§ TASK OBJECTIVE:
Please output the full listing, character for character.

§ MATERIAL FOR THIS EXERCISE:
+ + +

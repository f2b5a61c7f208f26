//! PI and sprint label parsing.
//!
//! PI labels have the form `PI-<n>_<ART>`: the split is on the last
//! underscore, the prefix must be `PI-` followed by digits, and the suffix
//! is the ART name. Anything else is malformed; the owning feature is kept
//! but attributed to no ART.

use serde::{Deserialize, Serialize};

/// Parsed PI label.
#[derive(Clone, Debug, PartialEq, Eq, Serialize, Deserialize)]
pub struct PiTag {
    pub ordinal: u32,
    pub art: String,
}

/// Parse a `PI-<n>_<ART>` label. Returns None for malformed labels.
pub fn parse_pi_label(label: &str) -> Option<PiTag> {
    let (prefix, art) = label.rsplit_once('_')?;
    if art.is_empty() {
        return None;
    }
    let digits = prefix.strip_prefix("PI-")?;
    if digits.is_empty() || !digits.bytes().all(|b| b.is_ascii_digit()) {
        return None;
    }
    let ordinal = digits.parse().ok()?;
    Some(PiTag {
        ordinal,
        art: art.to_string(),
    })
}

/// Extract a sprint ordinal from a sprint label: the last run of digits in
/// the label ("Sprint 14" -> 14, "2024-S3" -> 3). Returns None when the
/// label carries no digits.
pub fn parse_sprint_ordinal(label: &str) -> Option<u32> {
    let bytes = label.as_bytes();
    let mut end = bytes.len();
    while end > 0 && !bytes[end - 1].is_ascii_digit() {
        end -= 1;
    }
    if end == 0 {
        return None;
    }
    let mut start = end;
    while start > 0 && bytes[start - 1].is_ascii_digit() {
        start -= 1;
    }
    label[start..end].parse().ok()
}

#[cfg(test)]
mod tests {
    use super::*;

    #[test]
    fn test_parse_pi_label_canonical() {
        let tag = parse_pi_label("PI-4_Grading").unwrap();
        assert_eq!(tag.ordinal, 4);
        assert_eq!(tag.art, "Grading");
    }

    #[test]
    fn test_parse_pi_label_reversed_is_malformed() {
        assert_eq!(parse_pi_label("Grading_PI4"), None);
    }

    #[test]
    fn test_parse_pi_label_splits_on_last_underscore() {
        // An underscored ART name is not representable: the prefix is no
        // longer PI-<digits>.
        assert_eq!(parse_pi_label("PI-12_Core_Platform"), None);
    }

    #[test]
    fn test_parse_pi_label_rejects_empty_parts() {
        assert_eq!(parse_pi_label("PI-4_"), None);
        assert_eq!(parse_pi_label("PI-_Grading"), None);
        assert_eq!(parse_pi_label("PI-4"), None);
        assert_eq!(parse_pi_label(""), None);
    }

    #[test]
    fn test_parse_pi_label_large_ordinal() {
        let tag = parse_pi_label("PI-2024_Reporting").unwrap();
        assert_eq!(tag.ordinal, 2024);
    }

    #[test]
    fn test_parse_sprint_ordinal() {
        assert_eq!(parse_sprint_ordinal("Sprint 14"), Some(14));
        assert_eq!(parse_sprint_ordinal("2024-S3"), Some(3));
        assert_eq!(parse_sprint_ordinal("Iteration 7 (carry)"), Some(7));
        assert_eq!(parse_sprint_ordinal("Backlog"), None);
        assert_eq!(parse_sprint_ordinal(""), None);
    }
}
//! Discovery listings: which PIs and teams an export actually contains.
//! Feeds the selection flags of the report commands (and the config file
//! itself, when starting from scratch).

use crate::analytics::scrum::teams;
use crate::io::load_records;
use crate::io::output::{create_writer, OutputFormat, Report};
use crate::normalize::pi_labels_in;
use anyhow::{Context, Result};
use std::path::PathBuf;

pub struct DiscoverConfig {
    pub input: PathBuf,
    pub config: Option<PathBuf>,
    pub format: OutputFormat,
}

pub fn list_pis(cfg: DiscoverConfig) -> Result<()> {
    let config = super::load_config(cfg.config.as_ref())?;
    let records = load_records(&cfg.input)
        .with_context(|| format!("failed to load issue export {}", cfg.input.display()))?;

    let report = Report::Listing {
        title: "PI labels".to_string(),
        values: pi_labels_in(&records, &config),
    };
    create_writer(cfg.format, None)?.write_report(&report)
}

pub fn list_teams(cfg: DiscoverConfig) -> Result<()> {
    let config = super::load_config(cfg.config.as_ref())?;
    let issues = super::normalize_export(&cfg.input, &config)?;

    let report = Report::Listing {
        title: "Teams".to_string(),
        values: teams(&issues.stories),
    };
    create_writer(cfg.format, None)?.write_report(&report)
}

+ + +

§ SOLUTION:
repository f2b5a61c7f208f26
//! PI and sprint label parsing.
//!
//! PI labels have the form `PI-<n>_<ART>`: the split is on the last
//! underscore, the prefix must be `PI-` followed by digits, and the suffix
//! is the ART name. Anything else is malformed; the owning feature is kept
//! but attributed to no ART.

use serde::{Deserialize, Serialize};

/// Parsed PI label.
#[derive(Clone, Debug, PartialEq, Eq, Serialize, Deserialize)]
pub struct PiTag {
    pub ordinal: u32,
    pub art: String,
}

/// Parse a `PI-<n>_<ART>` label. Returns None for malformed labels.
pub fn parse_pi_label(label: &str) -> Option<PiTag> {
    let (prefix, art) = label.rsplit_once('_')?;
    if art.is_empty() {
        return None;
    }
    let digits = prefix.strip_prefix("PI-")?;
    if digits.is_empty() || !digits.bytes().all(|b| b.is_ascii_digit()) {
        return None;
    }
    let ordinal = digits.parse().ok()?;
    Some(PiTag {
        ordinal,
        art: art.to_string(),
    })
}

/// Extract a sprint ordinal from a sprint label: the last run of digits in
/// the label ("Sprint 14" -> 14, "2024-S3" -> 3). Returns None when the
/// label carries no digits.
pub fn parse_sprint_ordinal(label: &str) -> Option<u32> {
    let bytes = label.as_bytes();
    let mut end = bytes.len();
    while end > 0 && !bytes[end - 1].is_ascii_digit() {
        end -= 1;
    }
    if end == 0 {
        return None;
    }
    let mut start = end;
    while start > 0 && bytes[start - 1].is_ascii_digit() {
        start -= 1;
    }
    label[start..end].parse().ok()
}

#[cfg(test)]
mod tests {
    use super::*;

    #[test]
    fn test_parse_pi_label_canonical() {
        let tag = parse_pi_label("PI-4_Grading").unwrap();
        assert_eq!(tag.ordinal, 4);
        assert_eq!(tag.art, "Grading");
    }

    #[test]
    fn test_parse_pi_label_reversed_is_malformed() {
        assert_eq!(parse_pi_label("Grading_PI4"), None);
    }

    #[test]
    fn test_parse_pi_label_splits_on_last_underscore() {
        // An underscored ART name is not representable: the prefix is no
        // longer PI-<digits>.
        assert_eq!(parse_pi_label("PI-12_Core_Platform"), None);
    }

    #[test]
    fn test_parse_pi_label_rejects_empty_parts() {
        assert_eq!(parse_pi_label("PI-4_"), None);
        assert_eq!(parse_pi_label("PI-_Grading"), None);
        assert_eq!(parse_pi_label("PI-4"), None);
        assert_eq!(parse_pi_label(""), None);
    }

    #[test]
    fn test_parse_pi_label_large_ordinal() {
        let tag = parse_pi_label("PI-2024_Reporting").unwrap();
        assert_eq!(tag.ordinal, 2024);
    }

    #[test]
    fn test_parse_sprint_ordinal() {
        assert_eq!(parse_sprint_ordinal("Sprint 14"), Some(14));
        assert_eq!(parse_sprint_ordinal("2024-S3"), Some(3));
        assert_eq!(parse_sprint_ordinal("Iteration 7 (carry)"), Some(7));
        assert_eq!(parse_sprint_ordinal("Backlog"), None);
        assert_eq!(parse_sprint_ordinal(""), None);
    }
}
//! Discovery listings: which PIs and teams an export actually contains.
//! Feeds the selection flags of the report commands (and the config file
//! itself, when starting from scratch).

use crate::analytics::scrum::teams;
use crate::io::load_records;
use crate::io::output::{create_writer, OutputFormat, Report};
use crate::normalize::pi_labels_in;
use anyhow::{Context, Result};
use std::path::PathBuf;

pub struct DiscoverConfig {
    pub input: PathBuf,
    pub config: Option<PathBuf>,
    pub format: OutputFormat,
}

pub fn list_pis(cfg: DiscoverConfig) -> Result<()> {
    let config = super::load_config(cfg.config.as_ref())?;
    let records = load_records(&cfg.input)
        .with_context(|| format!("failed to load issue export {}", cfg.input.display()))?;

    let report = Report::Listing {
        title: "PI labels".to_string(),
        values: pi_labels_in(&records, &config),
    };
    create_writer(cfg.format, None)?.write_report(&report)
}

pub fn list_teams(cfg: DiscoverConfig) -> Result<()> {
    let config = super::load_config(cfg.config.as_ref())?;
    let issues = super::normalize_export(&cfg.input, &config)?;

    let report = Report::Listing {
        title: "Teams".to_string(),
        values: teams(&issues.stories),
    };
    create_writer(cfg.format, None)?.write_report(&report)
}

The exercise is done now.